Department of Neurosurgery, Cleveland Clinic, Cleveland, Ohio.
Cerebrovascular Center, Cleveland Clinic, Cleveland, Ohio.
Oper Neurosurg (Hagerstown). 2018 Jul 1;15(1):32-38. doi: 10.1093/ons/opx186.
Although tubular retractor systems have gained popularity for other indications, there have been few reports of their use for arteriovenous malformation (AVM) surgery. A patient was diagnosed with a ruptured 1.2-cm subcortical AVM after presenting with intracerebral hemorrhage in the right frontal lobe and anterior basal ganglia. The characteristics of this AVM made it amenable to resection using a tubular retractor.
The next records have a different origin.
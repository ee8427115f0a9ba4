//! Operators: black-box processing units wired into the chain.
//!
//! Concrete operator logic is authored against [`TypedOperator`], which is strongly typed in its
//! element types; the chain itself stores operators behind the type-erased [`StreamOperator`]
//! trait object, via the [`Erase`] adapter. Optional capabilities ([`BoundedOneInput`],
//! [`BoundedMultiInput`], [`TwoInputOperator`]) are exposed through capability-query methods
//! rather than deep inheritance, per the redesign note in the specification.

mod erase;
mod typed;

pub use erase::{Erase, OperatorHandle};
pub use typed::{TypedOperator, TypedOutput};

use crate::error::OperatorError;
use crate::metrics::MetricGroup;
use crate::record::ErasedRecord;
use crate::watermark::{LatencyMarker, Watermark};

pub type OpResult<T = ()> = Result<T, OperatorError>;

/// Whether an operator's head position expects one or two inputs. Only the head operator's kind
/// matters to the chain controller's end-of-input state machine (§4.7).
#[derive(Debug, Clone, Copy, PartialEq, Eq)]
pub enum InputKind {
    One,
    Two,
}

/// The capability set every chained operator implements.
pub trait StreamOperator {
    fn process_element(&mut self, record: ErasedRecord) -> OpResult<()>;

    fn process_watermark(&mut self, watermark: Watermark) -> OpResult<()>;

    fn process_latency_marker(&mut self, marker: LatencyMarker) -> OpResult<()>;

    /// Set the key context for the record about to be processed. A no-op for operators that
    /// don't key their state.
    fn set_key_context_element(&mut self, record: &ErasedRecord);

    fn close(&mut self) -> OpResult<()>;

    /// Hook invoked before a checkpoint barrier is broadcast. Most operators have nothing to do
    /// here; the default is a no-op.
    fn prepare_snapshot_pre_barrier(&mut self, _checkpoint_id: u64) -> OpResult<()> {
        Ok(())
    }

    fn metric_group(&self) -> &MetricGroup;

    fn display_name(&self) -> &str;

    fn input_kind(&self) -> InputKind {
        InputKind::One
    }

    fn as_bounded_one_input(&mut self) -> Option<&mut dyn BoundedOneInput> {
        None
    }

    fn as_bounded_multi_input(&mut self) -> Option<&mut dyn BoundedMultiInput> {
        None
    }

    fn as_two_input(&mut self) -> Option<&mut dyn TwoInputOperator> {
        None
    }
}

/// Declares that an operator accepts a single `endInput()` signal once its one input has ended.
pub trait BoundedOneInput {
    fn end_input(&mut self) -> OpResult<()>;
}

/// Declares that an operator accepts per-input `endInput(id)` signals, used by a two-input head
/// that needs to react as each of its inputs ends independently.
pub trait BoundedMultiInput {
    fn end_input(&mut self, input_id: usize) -> OpResult<()>;
}

/// Declares that an operator accepts a second input stream. The chain controller never calls
/// `process_element2` itself (the task's second input reader does); it only uses this capability
/// query to recognize a two-input head for the end-of-input state machine.
pub trait TwoInputOperator {
    fn process_element2(&mut self, record: ErasedRecord) -> OpResult<()>;
    fn process_watermark2(&mut self, watermark: Watermark) -> OpResult<()>;
}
To demonstrate the feasibility and safety of AVM resection using a tubular retractor system.
Resection of the ruptured 1.2-cm subcortical AVM was performed utilizing the BrainPathTM (NICO corp, Indianapolis, Indiana) tubular retractor system.
The BrainPathTM approach provided sufficient visualization and surgical freedom to permit successful AVM resection and hematoma evacuation. Postoperative imaging demonstrated near total hematoma removal and angiographic obliteration of the AVM. There were no complications, and the patient made an excellent recovery.
Tubular retractors warrant consideration for accessing small, deep, ruptured AVMs. The nuances of such systems and their role in AVM surgery are discussed.
尽管管状牵开器系统在其他适应证中已得到广泛应用,但用于动静脉畸形(AVM)手术的报道却很少。一位患者因右额叶和前基底节区脑出血而被诊断为 1.2cm 皮质下破裂性 AVM。该 AVM 的特点使其适合使用管状牵开器进行切除。
展示使用管状牵开器系统切除 AVM 的可行性和安全性。
使用 BrainPathTM(NICO 公司,印第安纳波利斯,印第安纳州)管状牵开器系统切除破裂的 1.2cm 皮质下 AVM。
BrainPathTM 入路提供了足够的可视化和手术自由度,可成功切除 AVM 和清除血肿。术后影像学显示血肿几乎完全清除,AVM 血管造影闭塞。无并发症发生,患者恢复良好。
对于小型、深部、破裂的 AVM,管状牵开器值得考虑。本文讨论了此类系统的细微差别及其在 AVM 手术中的作用。